IRIT @ TRECVid HLF 2009 - Audio to the Rescue

This notebook paper describes the six runs submitted for the first participation of IRIT at TRECVid 2009 High-Level Feature Extraction task. They were submitted in an attempt to start answering two research questions: 1. Can acoustic information be of any help in this (historically) video-only task? 2. Are Support Vector Machines robust enough to deal with noisy and unbalanced datasets?
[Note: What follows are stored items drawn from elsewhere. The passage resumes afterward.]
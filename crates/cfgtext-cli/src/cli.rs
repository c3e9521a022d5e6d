use std::path::PathBuf;

use cfgtext_types::NamespaceId;
use clap::{Args, Parser, Subcommand};

#[derive(Parser)]
#[command(
    name = "cfgtext",
    about = "Edit configuration namespaces as plain text",
    version
)]
pub struct Cli {
    #[command(subcommand)]
    pub command: Command,

    #[arg(short, long, global = true)]
    pub verbose: bool,

    /// SDK settings file (TOML)
    #[arg(long, global = true)]
    pub config: Option<PathBuf>,

    #[arg(long, global = true, default_value = "text")]
    pub format: OutputFormat,
}

#[derive(Clone, Debug, clap::ValueEnum)]
pub enum OutputFormat {
    Text,
    Json,
}

#[derive(Subcommand)]
pub enum Command {
    /// Show the change set a text would produce against a baseline file
    Plan(PlanArgs),
    /// Replace a namespace's items with the contents of a text file
    Apply(ApplyArgs),
    /// Print a namespace as text
    Render(RenderArgs),
    /// Import an `app+cluster+namespace.format` file
    Import(ImportArgs),
    /// Show a line diff between a namespace and a text file
    Preview(PreviewArgs),
    /// List registered namespaces
    Namespaces(StoreArgs),
}

#[derive(Args)]
pub struct StoreArgs {
    /// Store file (JSON)
    #[arg(long, default_value = "cfgtext.json")]
    pub store: PathBuf,
}

#[derive(Args)]
pub struct PlanArgs {
    /// JSON list of baseline items
    #[arg(long)]
    pub baseline: PathBuf,
    #[arg(long)]
    pub text: PathBuf,
}

#[derive(Args)]
pub struct ApplyArgs {
    #[command(flatten)]
    pub store: StoreArgs,
    #[arg(long)]
    pub namespace: NamespaceId,
    #[arg(long)]
    pub text: PathBuf,
}

#[derive(Args)]
pub struct RenderArgs {
    #[command(flatten)]
    pub store: StoreArgs,
    #[arg(long)]
    pub namespace: NamespaceId,
}

#[derive(Args)]
pub struct ImportArgs {
    #[command(flatten)]
    pub store: StoreArgs,
    pub file: PathBuf,
}

#[derive(Args)]
pub struct PreviewArgs {
    #[command(flatten)]
    pub store: StoreArgs,
    #[arg(long)]
    pub namespace: NamespaceId,
    #[arg(long)]
    pub text: PathBuf,
}

#[cfg(test)]
mod tests {
    use super::*;

    #[test]
    fn parse_plan() {
        let cli = Cli::try_parse_from([
            "cfgtext", "plan", "--baseline", "items.json", "--text", "app.properties",
        ])
        .unwrap();
        if let Command::Plan(args) = cli.command {
            assert_eq!(args.baseline, PathBuf::from("items.json"));
            assert_eq!(args.text, PathBuf::from("app.properties"));
        } else {
            panic!("wrong command");
        }
    }

    #[test]
    fn parse_apply_namespace_forms() {
        for ns in ["7", "ns:7"] {
            let cli = Cli::try_parse_from([
                "cfgtext", "apply", "--store", "s.json", "--namespace", ns, "--text", "a.txt",
            ])
            .unwrap();
            if let Command::Apply(args) = cli.command {
                assert_eq!(args.namespace, NamespaceId::new(7));
                assert_eq!(args.store.store, PathBuf::from("s.json"));
            } else {
                panic!("wrong command");
            }
        }
    }

    #[test]
    fn reject_bad_namespace() {
        assert!(Cli::try_parse_from(["cfgtext", "render", "--namespace", "zero"]).is_err());
        assert!(Cli::try_parse_from(["cfgtext", "render", "--namespace", "0"]).is_err());
    }

    #[test]
    fn parse_import_with_default_store() {
        let cli = Cli::try_parse_from(["cfgtext", "import", "app+default+db.properties"]).unwrap();
        if let Command::Import(args) = cli.command {
            assert_eq!(args.file, PathBuf::from("app+default+db.properties"));
            assert_eq!(args.store.store, PathBuf::from("cfgtext.json"));
        } else {
            panic!("wrong command");
        }
    }

    #[test]
    fn parse_namespaces() {
        let cli = Cli::try_parse_from(["cfgtext", "namespaces", "--store", "s.json"]).unwrap();
        assert!(matches!(cli.command, Command::Namespaces(_)));
    }

    #[test]
    fn parse_globals() {
        let cli = Cli::try_parse_from([
            "cfgtext", "--verbose", "--format", "json", "--config", "sdk.toml", "namespaces",
        ])
        .unwrap();
        assert!(cli.verbose);
        assert!(matches!(cli.format, OutputFormat::Json));
        assert_eq!(cli.config, Some(PathBuf::from("sdk.toml")));
    }
}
The six submitted runs can be described and compared as follows: • Run 6 (A IRIT V Mono 6) SVM-based late-fusion of visual descriptors • Run 4 (A IRIT AV Mono 4) SVM-based late-fusion of visual and audio descriptors • Run 5 (A IRIT V Poly 5) Same as run 6 except scores from other concepts are added during the late-fusion process • Run 3 (A IRIT AV Poly 3) Same as run 4 except scores from other concepts are added during the late-fusion process • Run 1 (A IRIT AV BestAvg 1) For each concept, uses the best of runs 3 and 4 • Run 2 (A IRIT AV BestMax 2) Difference between runs 1 and 2 is explained in Section 4.3. Taking into account the relatively poor performance of the six submitted runs (average precision ranges between 0.022 and 0.027), no definitive answer can be given to the first question: audio definitely helps for some concepts and is useless for others, and additional work has to be done on how to use SVM efficiently in this task.